Recent advancements in machine learning (ML) have been significantly propelled by large-scale foundation models across various domains. At the heart of these developments is Self-supervised Learning (SSL), where models are pretrained on vast amounts of unlabeled data, endowing them with essential capabilities. This pretraining-finetuning paradigm represents a fundamental shift in ML, diverging from traditional empirical risk minimization (ERM) frameworks that assume identical training and test data distributions. This mismatch calls for new ML theories to understand and enhance foundation models.
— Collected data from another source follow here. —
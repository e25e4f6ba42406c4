//! Application state management

use std::sync::Arc;

use crate::cards::{CardGenerator, CardService};
use crate::chat::SessionStore;
use crate::config::Config;
use crate::extract::TextExtractor;
use crate::gemini::GenerationBackend;

/// Shared application state
#[derive(Clone)]
pub struct AppState {
    inner: Arc<AppStateInner>,
}

struct AppStateInner {
    config: Config,
    cards: CardService,
    sessions: SessionStore,
}

impl AppState {
    /// Create application state around a generation backend and a text
    /// extractor. Both are injected so tests can substitute doubles.
    pub fn new(
        config: Config,
        backend: Arc<dyn GenerationBackend>,
        extractor: Arc<dyn TextExtractor>,
    ) -> Self {
        let generator = CardGenerator::new(backend.clone());
        let cards = CardService::new(generator, extractor);
        let sessions = SessionStore::new(backend);

        Self {
            inner: Arc::new(AppStateInner {
                config,
                cards,
                sessions,
            }),
        }
    }

    /// Get the configuration
    pub fn config(&self) -> &Config {
        &self.inner.config
    }

    /// Get the card service
    pub fn cards(&self) -> &CardService {
        &self.inner.cards
    }

    /// Get the session store
    pub fn sessions(&self) -> &SessionStore {
        &self.inner.sessions
    }
}
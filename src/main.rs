//! Flashcard Server
//!
//! AI-powered language learning flashcard generator with sentence-feedback
//! chat, backed by Gemini for generation and tesseract for OCR.

use std::net::SocketAddr;
use std::sync::Arc;

use anyhow::Context;
use tokio::signal;
use tower_http::cors::{Any, CorsLayer};
use tower_http::trace::TraceLayer;
use tracing_subscriber::{layer::SubscriberExt, util::SubscriberInitExt};

use flashcard_server::chat::REAP_INTERVAL;
use flashcard_server::config::Config;
use flashcard_server::extract::{TesseractExtractor, TextExtractor};
use flashcard_server::gemini::GeminiClient;
use flashcard_server::routes;
use flashcard_server::state::AppState;

#[tokio::main]
async fn main() -> anyhow::Result<()> {
    // Initialize tracing
    tracing_subscriber::registry()
        .with(
            tracing_subscriber::EnvFilter::try_from_default_env()
                .unwrap_or_else(|_| "flashcard_server=debug,tower_http=debug".into()),
        )
        .with(tracing_subscriber::fmt::layer())
        .init();

    // Load configuration; the generation API key is mandatory.
    dotenvy::dotenv().ok();
    let config = Config::from_env().context("configuration error")?;

    tracing::info!("Starting Flashcard Server v{}", env!("CARGO_PKG_VERSION"));
    tracing::info!("Generation model: {}", config.gemini.model);

    let backend = Arc::new(
        GeminiClient::new(&config.gemini).context("failed to initialize Gemini client")?,
    );

    let extractor = Arc::new(TesseractExtractor::default());
    if !extractor.is_available().await {
        tracing::warn!("tesseract not found on PATH; image card creation will fail");
    }

    let addr = SocketAddr::new(
        config
            .server
            .host
            .parse()
            .context("invalid SERVER_HOST address")?,
        config.server.port,
    );

    // Create application state
    let state = AppState::new(config, backend, extractor);

    // Background reaper for idle chat sessions
    let _reaper = state.sessions().clone().spawn_reaper(REAP_INTERVAL);

    // Build CORS layer
    let cors = CorsLayer::new()
        .allow_origin(Any)
        .allow_methods(Any)
        .allow_headers(Any);

    // Build router
    let app = routes::router()
        .layer(TraceLayer::new_for_http())
        .layer(cors)
        .with_state(state);

    // Start server with graceful shutdown
    tracing::info!("Flashcard Server listening on {}", addr);

    let listener = tokio::net::TcpListener::bind(addr)
        .await
        .context("failed to bind server address")?;

    axum::serve(listener, app)
        .with_graceful_shutdown(shutdown_signal())
        .await
        .context("server error")?;

    tracing::info!("Server shutdown complete");
    Ok(())
}

/// Graceful shutdown signal handler
async fn shutdown_signal() {
    let ctrl_c = async {
        signal::ctrl_c()
            .await
            .expect("failed to install Ctrl+C handler");
    };

    #[cfg(unix)]
    let terminate = async {
        signal::unix::signal(signal::unix::SignalKind::terminate())
            .expect("failed to install signal handler")
            .recv()
            .await;
    };

    #[cfg(not(unix))]
    let terminate = std::future::pending::<()>();

    tokio::select! {
        _ = ctrl_c => {
            tracing::info!("Received Ctrl+C, starting graceful shutdown...");
        },
        _ = terminate => {
            tracing::info!("Received SIGTERM, starting graceful shutdown...");
        },
    }
}
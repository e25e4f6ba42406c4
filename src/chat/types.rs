//! Chat session types

use std::time::Duration;

// ============================================================================
// Constants
// ============================================================================

/// Idle time after which a session is removed.
pub const SESSION_TIMEOUT: Duration = Duration::from_secs(300);

/// How often the reaper scans for idle sessions.
pub const REAP_INTERVAL: Duration = Duration::from_secs(60);

/// Reply sent when a client continues an unknown or expired session.
pub const SESSION_NOT_FOUND_REPLY: &str =
    "Session not found or expired. Please start a new chat session.";

/// Chat session errors
#[derive(Debug, thiserror::Error)]
pub enum ChatError {
    /// The session id is unknown: it expired or never existed. This is an
    /// expected, recoverable condition; the route layer renders it as an
    /// informational reply rather than a failure.
    #[error("Session not found: {0}")]
    SessionNotFound(String),
}
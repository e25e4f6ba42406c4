//! Conversation history for multi-turn chat
//!
//! The generation backend is stateless; the full ordered history is replayed
//! on every call.

/// Who authored a message.
#[derive(Debug, Clone, Copy, PartialEq, Eq)]
pub enum Role {
    User,
    Model,
}

impl Role {
    /// Role name on the generation API wire.
    pub fn as_str(&self) -> &'static str {
        match self {
            Role::User => "user",
            Role::Model => "model",
        }
    }
}

/// One message in a conversation.
#[derive(Debug, Clone)]
pub struct Message {
    pub role: Role,
    pub text: String,
}

impl Message {
    pub fn user(text: impl Into<String>) -> Self {
        Self {
            role: Role::User,
            text: text.into(),
        }
    }

    pub fn model(text: impl Into<String>) -> Self {
        Self {
            role: Role::Model,
            text: text.into(),
        }
    }
}

/// Ordered message history for one chat session.
#[derive(Debug, Default)]
pub struct Conversation {
    messages: Vec<Message>,
}

impl Conversation {
    pub fn new() -> Self {
        Self::default()
    }

    pub fn push_user(&mut self, text: impl Into<String>) {
        self.messages.push(Message::user(text));
    }

    pub fn push_model(&mut self, text: impl Into<String>) {
        self.messages.push(Message::model(text));
    }

    pub fn messages(&self) -> &[Message] {
        &self.messages
    }

    pub fn len(&self) -> usize {
        self.messages.len()
    }

    pub fn is_empty(&self) -> bool {
        self.messages.is_empty()
    }
}
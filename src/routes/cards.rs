//! Card creation routes
//!
//! Endpoints:
//! - POST /api/cards/image - create cards from a photographed page (multipart)
//! - POST /api/cards/text - create cards from typed text
//!
//! Both return the plain list of cards. A batch that partially failed still
//! returns success with however many cards it managed to build; only
//! request-level problems (bad input, bad image) produce an error envelope.

use axum::{
    extract::{DefaultBodyLimit, Multipart, State},
    response::IntoResponse,
    routing::post,
    Json, Router,
};
use serde::{Deserialize, Serialize};

use crate::cards::{Card, CardError};
use crate::state::AppState;

/// Request body bound for the multipart route. Generous on purpose: the
/// image size limit proper is enforced by the card service so oversized
/// uploads get a typed error instead of a framework rejection.
const MAX_BODY_BYTES: usize = 16 * 1024 * 1024;

// ============================================================================
// Error Response
// ============================================================================

#[derive(Serialize)]
struct ErrorResponse {
    error: String,
    code: String,
}

impl IntoResponse for CardError {
    fn into_response(self) -> axum::response::Response {
        let status = self.status_code();
        let code = match &self {
            CardError::EmptyImage => "EMPTY_IMAGE",
            CardError::ImageTooLarge { .. } => "IMAGE_TOO_LARGE",
            CardError::InvalidImage => "INVALID_IMAGE",
            CardError::EmptyText => "EMPTY_TEXT",
            CardError::TextTooLong { .. } => "TEXT_TOO_LONG",
            CardError::NoWords => "NO_WORDS",
            CardError::InvalidRequest(_) => "INVALID_REQUEST",
            CardError::Extraction(_) => "EXTRACTION_FAILED",
        };

        let body = Json(ErrorResponse {
            error: self.to_string(),
            code: code.to_string(),
        });

        (status, body).into_response()
    }
}

// ============================================================================
// Router
// ============================================================================

/// Create the cards router
pub fn router() -> Router<AppState> {
    Router::new()
        .route("/image", post(create_from_image))
        .route("/text", post(create_from_text))
        .layer(DefaultBodyLimit::max(MAX_BODY_BYTES))
}

// ============================================================================
// Handlers
// ============================================================================

/// POST /api/cards/image
///
/// Multipart form: `image` (file), repeated `words` fields (comma-separated
/// values accepted too), optional `n_language` / `l_language`.
async fn create_from_image(
    State(state): State<AppState>,
    mut multipart: Multipart,
) -> Result<Json<Vec<Card>>, CardError> {
    let mut image: Option<Vec<u8>> = None;
    let mut words: Vec<String> = Vec::new();
    let mut n_language = String::from("Turkish");
    let mut l_language = String::from("English");

    while let Some(field) = multipart.next_field().await.map_err(|e| {
        CardError::InvalidRequest(format!("failed to read multipart field: {e}"))
    })? {
        let name = field.name().unwrap_or("").to_string();
        match name.as_str() {
            "image" => {
                let data = field.bytes().await.map_err(|e| {
                    CardError::InvalidRequest(format!("failed to read image field: {e}"))
                })?;
                image = Some(data.to_vec());
            }
            "words" => {
                let value = field.text().await.map_err(|e| {
                    CardError::InvalidRequest(format!("failed to read words field: {e}"))
                })?;
                words.extend(
                    value
                        .split(',')
                        .map(|word| word.trim().to_string())
                        .filter(|word| !word.is_empty()),
                );
            }
            "n_language" => {
                n_language = field.text().await.map_err(|e| {
                    CardError::InvalidRequest(format!("failed to read n_language field: {e}"))
                })?;
            }
            "l_language" => {
                l_language = field.text().await.map_err(|e| {
                    CardError::InvalidRequest(format!("failed to read l_language field: {e}"))
                })?;
            }
            other => {
                tracing::debug!(field = %other, "Ignoring unknown multipart field");
            }
        }
    }

    let image = image.ok_or_else(|| CardError::InvalidRequest("missing image field".to_string()))?;
    if words.is_empty() {
        return Err(CardError::NoWords);
    }

    tracing::info!(
        bytes = image.len(),
        words = words.len(),
        "Creating cards from image"
    );

    let cards = state
        .cards()
        .create_cards_from_image(&image, &words, &n_language, &l_language)
        .await?;
    Ok(Json(cards))
}

/// Request body for text-based card creation
#[derive(Debug, Deserialize)]
pub struct TextCardRequest {
    pub text: String,
    pub words: Vec<String>,
    #[serde(default = "default_native_language")]
    pub n_language: String,
    #[serde(default = "default_learning_language")]
    pub l_language: String,
}

fn default_native_language() -> String {
    "Turkish".to_string()
}

fn default_learning_language() -> String {
    "English".to_string()
}

/// POST /api/cards/text
async fn create_from_text(
    State(state): State<AppState>,
    Json(request): Json<TextCardRequest>,
) -> Result<Json<Vec<Card>>, CardError> {
    tracing::info!(
        chars = request.text.len(),
        words = request.words.len(),
        "Creating cards from text"
    );

    let cards = state
        .cards()
        .create_cards_from_text(
            &request.text,
            &request.words,
            &request.n_language,
            &request.l_language,
        )
        .await?;
    Ok(Json(cards))
}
This tutorial aims to bridge the gap by providing a comprehensive overview of SSL principles and methodologies utilized in foundation models. It aims to cover 1) representative SSL methodologies in foundation models, 2) the theoretical principles and frameworks for analyzing SSL methods, and 3) advanced SSL topics and phenomena, such as, equivariant SSL, in-context learning, scaling laws, and feature interpretability. The tutorial concludes with a panel discussion featuring prominent researchers, addressing future directions and theoretical underpinnings of SSL in foundation models. This systematic tutorial aims to equip attendees with a solid understanding of modern SSL techniques and their foundational principles, fostering further advancements in the field.
The main content of this tutorial has three parts: 1) methods, 2) principles, and 3) frontiers. [Materials will be released soon]
Part I: Overview of the roles of SSL in foundation models
Foundation models and SSL: Give an overview of existing foundation models across multiple domains and the central roles of self-supervised learning.
A historical remark on paradigm shift: Brief overview of unsupervised learning in traditional ML (pre-2012) and deep learning (2012-now). A comparison between traditional ML and the foundation model paradigm and its impact on ML theory.
Part II: Basic SSL Methodologies in Foundation Models
Joint embedding methods: We will cover three types of joint embedding methods: 1) contrastive methods (InfoNCE, SimCLR, MoCo, CLIP), 2) non-contrastive methods (BYOL / SimSiam, SwaV / DINO), 3) regularization methods (Barlow Twins / VICReg). Afterward, we will introduce their theoretical connections and give a unified comparison.
Generative methods: We will introduce two major types of generative methods: 1) reconstruction methods (e.g., BERT, MAE, BEiT, data2vec, MAGE) and 2) autoregressive methods (GPT, XLNet, DALLE, LVM). We discuss their connection to previous methods as well as the pros and cons.
Part III: Basic SSL Principles in Foundation Models
Information theory: We will introduce the connection between SSL and information theory, including the information maximization principle and variational bounds (InfoNCE, InfoMax, MINE, etc), and its connection to various SSL methods.
Spectral graph theory: We will introduce the augmentation graph framework with connection to spectral graph theory. We then introduce how to analyze joint embedding and generative SSL methods in a unified augmentation graph framework.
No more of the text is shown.